Input Start Marker
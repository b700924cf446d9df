use dashmap::DashMap;
use std::any::{Any, TypeId};

/// A dashmap which has type erasure
///
/// # References
/// We do not hand out any references in the erased storage dash map. Instead, to access the interior,
/// you must go through [`ErasedStorageDashMap::with`] or [`ErasedStorageDashMap::with_or_insert_with`].
#[derive(Debug, Default)]
pub struct ErasedStorageDashMap {
    dash_map: DashMap<TypeId, Box<dyn Any + Send + Sync>>,
}

impl ErasedStorageDashMap {
    pub fn new() -> Self {
        Self {
            dash_map: DashMap::new(),
        }
    }

    /// Check if there exists a key for the type
    pub fn contains_key<T: 'static>(&self) -> bool {
        self.dash_map.contains_key(&TypeId::of::<T>())
    }

    /// Insert an item, replacing any previous item of the same type
    pub fn insert<T: Send + Sync + 'static>(&self, element: T) {
        self.dash_map.insert(TypeId::of::<T>(), Box::new(element));
    }

    pub fn with<T: 'static, R, F: FnOnce(&T) -> R>(&self, f: F) -> Option<R> {
        self.dash_map
            .get(&TypeId::of::<T>())
            .and_then(|data| data.downcast_ref::<T>().map(f))
    }

    /// Runs `f` against the stored `T`, inserting `init()` first if the type is absent.
    ///
    /// Insertion happens under the shard lock, so concurrent callers observe a single `T`.
    pub fn with_or_insert_with<T, R, I, F>(&self, init: I, f: F) -> R
    where
        T: Send + Sync + 'static,
        I: FnOnce() -> T,
        F: FnOnce(&T) -> R,
    {
        let entry = self
            .dash_map
            .entry(TypeId::of::<T>())
            .or_insert_with(|| Box::new(init()));
        match entry.downcast_ref::<T>() {
            Some(data) => f(data),
            None => unreachable!("erased storage slot is keyed by its own TypeId"),
        }
    }

    /// Number of distinct types stored
    pub fn len(&self) -> usize {
        self.dash_map.len()
    }

    pub fn is_empty(&self) -> bool {
        self.dash_map.is_empty()
    }

    /// Remove from erased storage
    pub fn remove<T: 'static>(&self) -> Option<Box<T>> {
        self.dash_map
            .remove(&TypeId::of::<T>())
            .and_then(|(_type_id, data)| data.downcast::<T>().ok())
    }
}

#[cfg(test)]
mod tests {
    use super::*;
    use std::sync::Arc;

    #[test]
    fn test_types_do_not_collide() {
        let storage = ErasedStorageDashMap::new();
        storage.insert::<u32>(7);
        storage.insert::<String>("seven".to_string());

        assert_eq!(storage.with::<u32, _, _>(|v| *v), Some(7));
        assert_eq!(storage.with::<String, _, _>(|v| v.clone()).as_deref(), Some("seven"));
        assert_eq!(storage.with::<u64, _, _>(|v| *v), None);
        assert_eq!(storage.len(), 2);
    }

    #[test]
    fn test_with_or_insert_with_initializes_once() {
        let storage = ErasedStorageDashMap::new();
        let first = storage.with_or_insert_with(|| Arc::new(1u8), Arc::clone);
        // second init must never run
        let second = storage.with_or_insert_with(|| -> Arc<u8> { panic!("initialized twice") }, Arc::clone);
        assert!(Arc::ptr_eq(&first, &second));
    }

    #[test]
    fn test_remove() {
        let storage = ErasedStorageDashMap::new();
        storage.insert::<i64>(-3);
        assert_eq!(storage.remove::<i64>().map(|v| *v), Some(-3));
        assert!(!storage.contains_key::<i64>());
        assert!(storage.is_empty());
    }
}
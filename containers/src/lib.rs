pub mod erased_storage;
pub mod idle_map;
pub mod prelude;

pub use dashmap;
pub use crate::config::SkinConfig;
pub use crate::error::{ConfigError, ResourceError};
pub use crate::fetch::{Fetcher, HttpFetcher};
pub use crate::game_profile::{GameProfile, TextureModel, TextureType};
pub use crate::player::PlayerEntity;
pub use crate::player_list::{OutboundPacket, PlayerListManager, PlayerListPacket, SerializedSkin, SettingsPacket};
pub use crate::provider::{
    CapeType, EarsType, GameProfileDataType, PlayerSkinType, ProviderType, SkinGeometryType, SkullType,
};
pub use crate::resolver::{SkinResolver, SkullOwner};
pub use crate::resource::{
    Cape, Ears, GameProfileData, LoadParams, LoadResult, PlayerSkin, PlayerSkinProfile, PlayerSkullProfile,
    Resource, ResourceDescriptor, ResourceLoader, ResourceManager, SkinGeometry, Skull,
};
pub use crate::service::AppearanceService;
pub use crate::session::{ClientAppearance, Session, SessionDirectory};
pub use crate::texture::TextureData;
//! Work handed to miners, and the way their shares come back in.

use crate::Node;
use rand::Rng;
use sharelib::U256;
use sharelib::error::{PoolError, Result};
use sharelib::pack::VarStr;
use sharelib::sha256::Hash;
use sharelib::types::{
    BlockHeader, Script, Share, ShareContents, ShareData, ShareInfo, StaleInfo, Transaction,
    generate_share_transaction,
};
use sharelib::util::{MerkleLink, calculate_merkle_link, check_merkle_link};
use std::collections::HashMap;
use tracing::info;

/// Snapshot of the share chain for status displays.
#[derive(Clone, Debug, PartialEq, Eq)]
pub struct ChainState {
    pub best_share: Option<Hash>,
    /// known shares from the best share down to its tail
    pub best_length: u64,
    pub shares: usize,
    pub verified: usize,
    pub heads: usize,
    pub peers: usize,
    pub desired: usize,
    pub pool_attempts_per_second: Option<U256>,
}

/// Everything needed to mine one share. Only the header nonce is left for
/// the miner to vary.
#[derive(Clone, Debug)]
pub struct WorkTemplate {
    pub share_info: ShareInfo,
    pub gentx: Transaction,
    pub merkle_link: MerkleLink,
    pub header: BlockHeader,
    pub share_target: U256,
    pub block_target: U256,
    pub other_txs: Vec<Transaction>,
    pub last_txout_nonce: u64,
}

impl WorkTemplate {
    pub fn contents(&self, nonce: u32) -> ShareContents {
        let mut header = self.header.clone();
        header.nonce = nonce;
        ShareContents {
            header,
            share_info: self.share_info.clone(),
            merkle_link: self.merkle_link.clone(),
            last_txout_nonce: self.last_txout_nonce,
            other_txs: Some(self.other_txs.clone()),
        }
    }

    /// Whether `nonce` produces a share (and possibly a block).
    pub fn check_nonce(&self, nonce: u32) -> (bool, bool) {
        let mut header = self.header.clone();
        header.nonce = nonce;
        let hash = header.hash();
        (
            hash.matches_target(self.share_target),
            hash.matches_target(self.block_target),
        )
    }
}

/// Coinbase script: the upstream height followed by random extra bytes.
fn coinbase_script(height: i64) -> VarStr {
    let height = height.clamp(0, i64::from(u32::MAX)) as u32;
    let mut script = vec![0x04];
    script.extend(height.to_le_bytes());
    script.push(0x08);
    script.extend(rand::thread_rng().r#gen::<[u8; 8]>());
    VarStr(script)
}

impl Node {
    pub async fn chain_state(&self) -> ChainState {
        let best_share = self.best_share();
        let mut chain = self.chain.lock().await;
        let (best_length, pool_attempts_per_second) = match best_share {
            Some(best) => {
                let length = chain.items.get_length(&best);
                let rate = if length >= 2 {
                    let dist = length.min(self.net.target_lookbehind).max(2);
                    chain.pool_attempts_per_second(&best, dist, false).ok()
                } else {
                    None
                };
                (length, rate)
            }
            None => (0, None),
        };
        ChainState {
            best_share,
            best_length,
            shares: chain.items.len(),
            verified: chain.verified.len(),
            heads: chain.items.heads().len(),
            peers: self.peers.len(),
            desired: self.desired.borrow().len(),
            pool_attempts_per_second,
        }
    }

    /// Builds a share on top of the current best share, paying the share's
    /// part of the block reward to `payout_script`.
    pub async fn build_work_template(
        &self,
        payout_script: Script,
        donation: u16,
        desired_target: U256,
    ) -> Result<WorkTemplate> {
        if payout_script.len() > self.net.limits.max_payout_script_len {
            return Err(PoolError::MalformedShare(format!(
                "payout script is {} bytes",
                payout_script.len()
            )));
        }
        let work = self.upstream.current_work();
        let previous_share_hash = self.best_share().unwrap_or_default();
        let (nonce, last_txout_nonce) = {
            let mut rng = rand::thread_rng();
            (rng.r#gen::<[u8; 4]>(), rng.r#gen::<u64>())
        };
        let share_data = ShareData {
            previous_share_hash,
            coinbase: coinbase_script(work.height),
            nonce: VarStr(nonce.to_vec()),
            payout_script,
            subsidy: work.subsidy,
            donation,
            stale_info: StaleInfo::Fresh,
        };
        let block_target = work.bits.target();
        let timestamp = sharelib::util::now().clamp(0, i64::from(u32::MAX)) as u32;
        let (share_info, gentx) = {
            let mut chain = self.chain.lock().await;
            generate_share_transaction(
                &mut chain,
                share_data,
                block_target,
                timestamp,
                desired_target,
                last_txout_nonce,
            )?
        };

        let leaves: Vec<Hash> = std::iter::once(Hash::zero())
            .chain(work.transactions.iter().map(Transaction::hash))
            .collect();
        let merkle_link = calculate_merkle_link(&leaves, 0);
        let merkle_root = check_merkle_link(gentx.hash(), &merkle_link).ok_or_else(|| {
            PoolError::InvalidShare("merkle link does not resolve".to_string())
        })?;
        let header = BlockHeader {
            version: work.version,
            previous_block: work.previous_block,
            merkle_root,
            timestamp: share_info.timestamp,
            bits: work.bits,
            nonce: 0,
        };
        Ok(WorkTemplate {
            share_target: share_info.bits.target(),
            block_target,
            share_info,
            gentx,
            merkle_link,
            header,
            other_txs: work.transactions,
            last_txout_nonce,
        })
    }

    /// What each payout script would get if the next block were found on
    /// the current best share.
    pub async fn expected_payouts(&self) -> Result<HashMap<Script, u64>> {
        let Some(best) = self.best_share() else {
            return Ok(HashMap::new());
        };
        let work = self.upstream.current_work();
        self.chain
            .lock()
            .await
            .get_expected_payouts(&best, work.bits.target(), work.subsidy)
    }

    /// Takes in a share mined locally from a [`WorkTemplate`].
    pub async fn admit_mined_share(&self, contents: ShareContents) -> Result<Hash> {
        let share = Share::new(contents, &self.net, None)?;
        let hash = share.hash;
        {
            let mut chain = self.chain.lock().await;
            if chain.contains(&hash) {
                return Err(PoolError::DuplicateShare(hash));
            }
            chain.add_share(share)?;
        }
        info!("mined share {hash}");
        self.set_best_share().await;
        Ok(hash)
    }
}
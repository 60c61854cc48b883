use node_lib::Node;
use node_lib::config::Config;
use node_lib::handler::handle_connection;
use node_lib::upstream::{StaticUpstream, UpstreamWork};
use sharelib::error::PoolError;
use sharelib::network::{
    FrameParser, Framing, Message, NetAddress, ProtocolError, ReplyResult, ShareReply, ShareRequest,
    Version,
};
use sharelib::pack::{Pack, VarInt, VarStr};
use sharelib::sha256::Hash;
use sharelib::testing::{ChainBuilder, test_params};
use sharelib::types::{FloatingInteger, RawShare, Script, Share, ShareContents};
use sharelib::{PROTOCOL_VERSION, SHARE_TYPE, U256};
use std::net::SocketAddr;
use std::sync::Arc;
use std::time::Duration;
use tokio::io::DuplexStream;
use tokio::task::JoinHandle;
use tokio::time::timeout;

const WAIT: Duration = Duration::from_secs(10);

fn node_for(builder: &ChainBuilder) -> Arc<Node> {
    node_with(builder, |_| {})
}

fn node_with(builder: &ChainBuilder, tweak: impl FnOnce(&mut Config)) -> Arc<Node> {
    let mut config = Config {
        net: test_params(),
        ..Config::default()
    };
    tweak(&mut config);
    let upstream = Arc::new(StaticUpstream::new(UpstreamWork {
        version: 2,
        previous_block: builder.previous_block,
        bits: builder.block_bits,
        subsidy: builder.subsidy,
        height: 100,
        transactions: Vec::new(),
    }));
    Node::new(config, upstream)
}

fn peer_addr() -> SocketAddr {
    "10.1.2.3:9333".parse().unwrap()
}

/// The remote end of a connection, driven by the test.
struct ScriptedPeer {
    framing: Framing,
    parser: FrameParser,
    stream: DuplexStream,
}

impl ScriptedPeer {
    fn connect(node: &Arc<Node>) -> (Self, JoinHandle<Result<(), PoolError>>) {
        Self::connect_from(node, peer_addr())
    }

    fn connect_from(node: &Arc<Node>, addr: SocketAddr) -> (Self, JoinHandle<Result<(), PoolError>>) {
        let (ours, theirs) = tokio::io::duplex(1 << 20);
        let handle = tokio::spawn(handle_connection(node.clone(), theirs, addr, true));
        let framing = Framing::new(&test_params());
        let peer = ScriptedPeer {
            framing,
            parser: framing.parser(),
            stream: ours,
        };
        (peer, handle)
    }

    async fn send(&mut self, message: Message) {
        message
            .send_async(&self.framing, &mut self.stream)
            .await
            .unwrap();
    }

    /// Next message matching `wanted`, skipping pings and the like.
    async fn recv_where(&mut self, wanted: impl Fn(&Message) -> bool) -> Message {
        loop {
            let message = timeout(WAIT, Message::receive_async(&mut self.parser, &mut self.stream))
                .await
                .expect("node went quiet")
                .expect("connection failed");
            if wanted(&message) {
                return message;
            }
        }
    }

    async fn handshake(&mut self, best_share_hash: Hash) -> Version {
        self.handshake_as(42, best_share_hash).await
    }

    async fn handshake_as(&mut self, nonce: u64, best_share_hash: Hash) -> Version {
        let Message::Version(theirs) = self
            .recv_where(|m| matches!(m, Message::Version(_)))
            .await
        else {
            unreachable!()
        };
        self.send(Message::Version(version(nonce, best_share_hash))).await;
        theirs
    }
}

fn version(nonce: u64, best_share_hash: Hash) -> Version {
    Version {
        version: PROTOCOL_VERSION,
        services: 0,
        addr_to: NetAddress::new(0, "10.0.0.1:9333".parse().unwrap()),
        addr_from: NetAddress::new(0, peer_addr()),
        nonce,
        sub_version: VarStr(b"scripted".to_vec()),
        mode: 1,
        best_share_hash,
    }
}

async fn wait_for_peers(node: &Node, count: usize) {
    timeout(WAIT, async {
        while node.peers.len() != count {
            tokio::time::sleep(Duration::from_millis(10)).await;
        }
    })
    .await
    .expect("peers never registered");
}

fn share_hash(raw: &RawShare) -> Hash {
    ShareContents::unpack(raw.contents.as_ref()).unwrap().header.hash()
}

/// Mines a share that also meets the upstream block target.
fn mine_block(builder: &mut ChainBuilder, previous: Hash, n: u8) -> Arc<Share> {
    let mut contents = builder.contents(previous, ChainBuilder::script(n));
    let share_target = contents.share_info.bits.target();
    let block_target = contents.header.bits.target();
    loop {
        let hash = contents.header.hash();
        if hash.matches_target(share_target) && hash.matches_target(block_target) {
            break;
        }
        contents.header.nonce += 1;
    }
    let share = Share::new(contents, &builder.chain.net, None).unwrap();
    builder.chain.add_share(share).unwrap()
}

async fn wait_for_best(node: &Node, hash: Hash) {
    let mut best = node.subscribe_best_share();
    timeout(WAIT, best.wait_for(|best| *best == Some(hash)))
        .await
        .expect("best share never changed")
        .unwrap();
}

#[tokio::test]
async fn announced_share_is_fetched_with_its_ancestors() {
    let mut builder = ChainBuilder::new(test_params());
    let root = builder.mine(Hash::zero(), ChainBuilder::script(1));
    let child = builder.mine(root.hash, ChainBuilder::script(2));
    let node = node_for(&builder);
    let (mut peer, _connection) = ScriptedPeer::connect(&node);

    let theirs = peer.handshake(child.hash).await;
    assert!(theirs.best_share_hash.is_zero());

    let Message::ShareReq(request) = peer
        .recv_where(|m| matches!(m, Message::ShareReq(_)))
        .await
    else {
        unreachable!()
    };
    assert_eq!(request.hashes, vec![child.hash]);
    assert!(request.parents.0 > 0);
    peer.send(Message::ShareReply(ShareReply {
        id: request.id,
        result: ReplyResult::Good,
        shares: vec![child.to_raw(), root.to_raw()],
    }))
    .await;

    wait_for_best(&node, child.hash).await;
    let chain = node.chain.lock().await;
    assert!(chain.contains(&root.hash));
    assert!(chain.verified.contains(&child.hash));
}

#[tokio::test]
async fn oversized_payout_script_is_dropped_before_validation() {
    let mut builder = ChainBuilder::new(test_params());
    let bad = ChainBuilder::grind(builder.contents(Hash::zero(), Script(vec![0x51; 101])));
    let bad_hash = bad.header.hash();
    let bad = RawShare {
        share_type: VarInt(SHARE_TYPE),
        contents: VarStr(bad.pack()),
    };
    let good = builder.mine(Hash::zero(), ChainBuilder::script(3));
    let node = node_for(&builder);
    let (mut peer, _connection) = ScriptedPeer::connect(&node);
    peer.handshake(Hash::zero()).await;

    peer.send(Message::Shares(vec![bad, good.to_raw()])).await;
    wait_for_best(&node, good.hash).await;
    assert!(!node.chain.lock().await.contains(&bad_hash));
    // a malformed share is not a reason to drop the peer
    assert!(!node.is_banned(peer_addr().ip()));
    assert_eq!(node.peers.len(), 1);
}

#[tokio::test]
async fn share_requests_are_answered_from_the_chain() {
    let mut builder = ChainBuilder::new(test_params());
    let line = builder.mine_line(Hash::zero(), 4, ChainBuilder::script(4));
    let node = node_for(&builder);
    let raws = line.iter().map(|share| share.to_raw()).collect();
    assert_eq!(node.handle_shares(raws, None).await, 4);

    let (mut peer, _connection) = ScriptedPeer::connect(&node);
    let theirs = peer.handshake(Hash::zero()).await;
    assert_eq!(theirs.best_share_hash, line[3].hash);

    let id = U256::from(77u64);
    peer.send(Message::ShareReq(ShareRequest {
        id,
        hashes: vec![line[3].hash],
        parents: VarInt(2),
        stops: Vec::new(),
    }))
    .await;
    let Message::ShareReply(reply) = peer
        .recv_where(|m| matches!(m, Message::ShareReply(_)))
        .await
    else {
        unreachable!()
    };
    assert_eq!(reply.id, id);
    assert_eq!(reply.result, ReplyResult::Good);
    let hashes: Vec<Hash> = reply.shares.iter().map(share_hash).collect();
    assert_eq!(hashes, vec![line[3].hash, line[2].hash, line[1].hash]);
}

#[tokio::test]
async fn first_message_must_be_a_version() {
    let builder = ChainBuilder::new(test_params());
    let node = node_for(&builder);
    let (mut peer, connection) = ScriptedPeer::connect(&node);
    peer.send(Message::Ping).await;
    let result = timeout(WAIT, connection).await.unwrap().unwrap();
    assert!(matches!(
        result,
        Err(PoolError::Protocol(ProtocolError::Misbehaving(_)))
    ));
    assert!(node.is_banned(peer_addr().ip()));
    assert!(node.peers.is_empty());
}

#[tokio::test]
async fn connecting_to_ourselves_is_refused() {
    let builder = ChainBuilder::new(test_params());
    let node = node_for(&builder);
    let (mut peer, connection) = ScriptedPeer::connect(&node);
    peer.recv_where(|m| matches!(m, Message::Version(_))).await;
    peer.send(Message::Version(version(node.nonce, Hash::zero())))
        .await;
    let result = timeout(WAIT, connection).await.unwrap().unwrap();
    assert!(result.is_err());
    assert!(node.peers.is_empty());
}

#[tokio::test]
async fn two_nodes_converge_on_the_best_share() {
    let mut builder = ChainBuilder::new(test_params());
    let line = builder.mine_line(Hash::zero(), 5, ChainBuilder::script(5));
    let seeded = node_for(&builder);
    let fresh = node_for(&builder);
    let raws = line.iter().map(|share| share.to_raw()).collect();
    seeded.handle_shares(raws, None).await;
    assert_eq!(seeded.best_share(), Some(line[4].hash));

    let (a, b) = tokio::io::duplex(1 << 20);
    tokio::spawn(handle_connection(seeded.clone(), a, "10.9.0.1:9333".parse().unwrap(), false));
    tokio::spawn(handle_connection(fresh.clone(), b, "10.9.0.2:9333".parse().unwrap(), true));

    wait_for_best(&fresh, line[4].hash).await;
    assert_eq!(fresh.chain.lock().await.items.len(), 5);
    seeded.cancel.cancel();
    fresh.cancel.cancel();
}

#[tokio::test]
async fn second_connection_with_a_known_nonce_is_closed() {
    let builder = ChainBuilder::new(test_params());
    let node = node_for(&builder);
    let (mut first, _first_connection) = ScriptedPeer::connect(&node);
    first.handshake(Hash::zero()).await;
    wait_for_peers(&node, 1).await;

    let (mut second, connection) = ScriptedPeer::connect_from(&node, "10.4.4.4:9333".parse().unwrap());
    second.handshake(Hash::zero()).await;
    let result = timeout(WAIT, connection).await.unwrap().unwrap();
    assert!(result.is_ok());
    assert!(!node.is_banned("10.4.4.4".parse().unwrap()));
    assert_eq!(node.peers.len(), 1);
    assert_eq!(node.peers.get(&42).unwrap().addr, peer_addr());

    // the first connection is still served
    let id = U256::from(5u64);
    first
        .send(Message::ShareReq(ShareRequest {
            id,
            hashes: vec![Hash::hash256(b"unknown")],
            parents: VarInt(0),
            stops: Vec::new(),
        }))
        .await;
    let Message::ShareReply(reply) = first
        .recv_where(|m| matches!(m, Message::ShareReply(_)))
        .await
    else {
        unreachable!()
    };
    assert_eq!(reply.id, id);
    assert!(reply.shares.is_empty());
}

#[tokio::test]
async fn silent_peer_times_out_without_a_ban() {
    let builder = ChainBuilder::new(test_params());
    let node = node_with(&builder, |config| config.p2p.handshake_timeout_secs = 1);
    let (mut peer, connection) = ScriptedPeer::connect(&node);
    peer.recv_where(|m| matches!(m, Message::Version(_))).await;

    let result = timeout(WAIT, connection).await.unwrap().unwrap();
    assert!(matches!(result, Err(PoolError::Timeout)));
    assert!(!node.is_banned(peer_addr().ip()));
    assert!(node.peers.is_empty());
}

#[tokio::test]
async fn block_found_off_the_best_chain_still_reaches_peers() {
    let mut builder = ChainBuilder::new(test_params());
    builder.block_bits = FloatingInteger(0x207f_ffff);
    let mut trunk = Vec::new();
    let mut previous = Hash::zero();
    for _ in 0..6 {
        let share = mine_block(&mut builder, previous, 1);
        previous = share.hash;
        trunk.push(share);
    }
    let side = mine_block(&mut builder, trunk[1].hash, 2);
    let block = mine_block(&mut builder, side.hash, 2);
    let node = node_for(&builder);

    let (mut source, _source_connection) = ScriptedPeer::connect(&node);
    source.handshake(Hash::zero()).await;
    let (mut observer, _observer_connection) =
        ScriptedPeer::connect_from(&node, "10.7.0.1:9333".parse().unwrap());
    observer.handshake_as(43, Hash::zero()).await;
    wait_for_peers(&node, 2).await;

    source
        .send(Message::Shares(trunk.iter().map(|share| share.to_raw()).collect()))
        .await;
    wait_for_best(&node, trunk[5].hash).await;

    // the block arrives before its parent and cannot be verified yet
    source.send(Message::Shares(vec![block.to_raw()])).await;
    timeout(WAIT, async {
        while !node.desired().iter().any(|d| d.hash == side.hash) {
            tokio::time::sleep(Duration::from_millis(10)).await;
        }
    })
    .await
    .expect("parent never became desired");

    let from_source = node.peers.get(&42).unwrap().value().clone();
    tokio::spawn(node.clone().handle_share_hashes(vec![side.hash], from_source));
    let Message::ShareReq(request) = source
        .recv_where(|m| matches!(m, Message::ShareReq(_)))
        .await
    else {
        unreachable!()
    };
    assert_eq!(request.hashes, vec![side.hash]);
    source
        .send(Message::ShareReply(ShareReply {
            id: request.id,
            result: ReplyResult::Good,
            shares: vec![side.to_raw()],
        }))
        .await;

    observer
        .recv_where(|m| matches!(m, Message::Shares(raws) if raws.iter().any(|raw| share_hash(raw) == block.hash)))
        .await;
    assert_eq!(node.best_share(), Some(trunk[5].hash));
    assert!(node.chain.lock().await.verified.contains(&block.hash));
}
Input End Marker
Among the lines above, repeat exactly those from the line with "return Err(PoolError::DuplicateShare(hash));" to the line with "theirs, addr, true));", counting both ends.

                return Err(PoolError::DuplicateShare(hash));
            }
            chain.add_share(share)?;
        }
        info!("mined share {hash}");
        self.set_best_share().await;
        Ok(hash)
    }
}
repository 60c61854cc48b883
use node_lib::Node;
use node_lib::config::Config;
use node_lib::handler::handle_connection;
use node_lib::upstream::{StaticUpstream, UpstreamWork};
use sharelib::error::PoolError;
use sharelib::network::{
    FrameParser, Framing, Message, NetAddress, ProtocolError, ReplyResult, ShareReply, ShareRequest,
    Version,
};
use sharelib::pack::{Pack, VarInt, VarStr};
use sharelib::sha256::Hash;
use sharelib::testing::{ChainBuilder, test_params};
use sharelib::types::{FloatingInteger, RawShare, Script, Share, ShareContents};
use sharelib::{PROTOCOL_VERSION, SHARE_TYPE, U256};
use std::net::SocketAddr;
use std::sync::Arc;
use std::time::Duration;
use tokio::io::DuplexStream;
use tokio::task::JoinHandle;
use tokio::time::timeout;

const WAIT: Duration = Duration::from_secs(10);

fn node_for(builder: &ChainBuilder) -> Arc<Node> {
    node_with(builder, |_| {})
}

fn node_with(builder: &ChainBuilder, tweak: impl FnOnce(&mut Config)) -> Arc<Node> {
    let mut config = Config {
        net: test_params(),
        ..Config::default()
    };
    tweak(&mut config);
    let upstream = Arc::new(StaticUpstream::new(UpstreamWork {
        version: 2,
        previous_block: builder.previous_block,
        bits: builder.block_bits,
        subsidy: builder.subsidy,
        height: 100,
        transactions: Vec::new(),
    }));
    Node::new(config, upstream)
}

fn peer_addr() -> SocketAddr {
    "10.1.2.3:9333".parse().unwrap()
}

/// The remote end of a connection, driven by the test.
struct ScriptedPeer {
    framing: Framing,
    parser: FrameParser,
    stream: DuplexStream,
}

impl ScriptedPeer {
    fn connect(node: &Arc<Node>) -> (Self, JoinHandle<Result<(), PoolError>>) {
        Self::connect_from(node, peer_addr())
    }

    fn connect_from(node: &Arc<Node>, addr: SocketAddr) -> (Self, JoinHandle<Result<(), PoolError>>) {
        let (ours, theirs) = tokio::io::duplex(1 << 20);
        let handle = tokio::spawn(handle_connection(node.clone(), theirs, addr, true));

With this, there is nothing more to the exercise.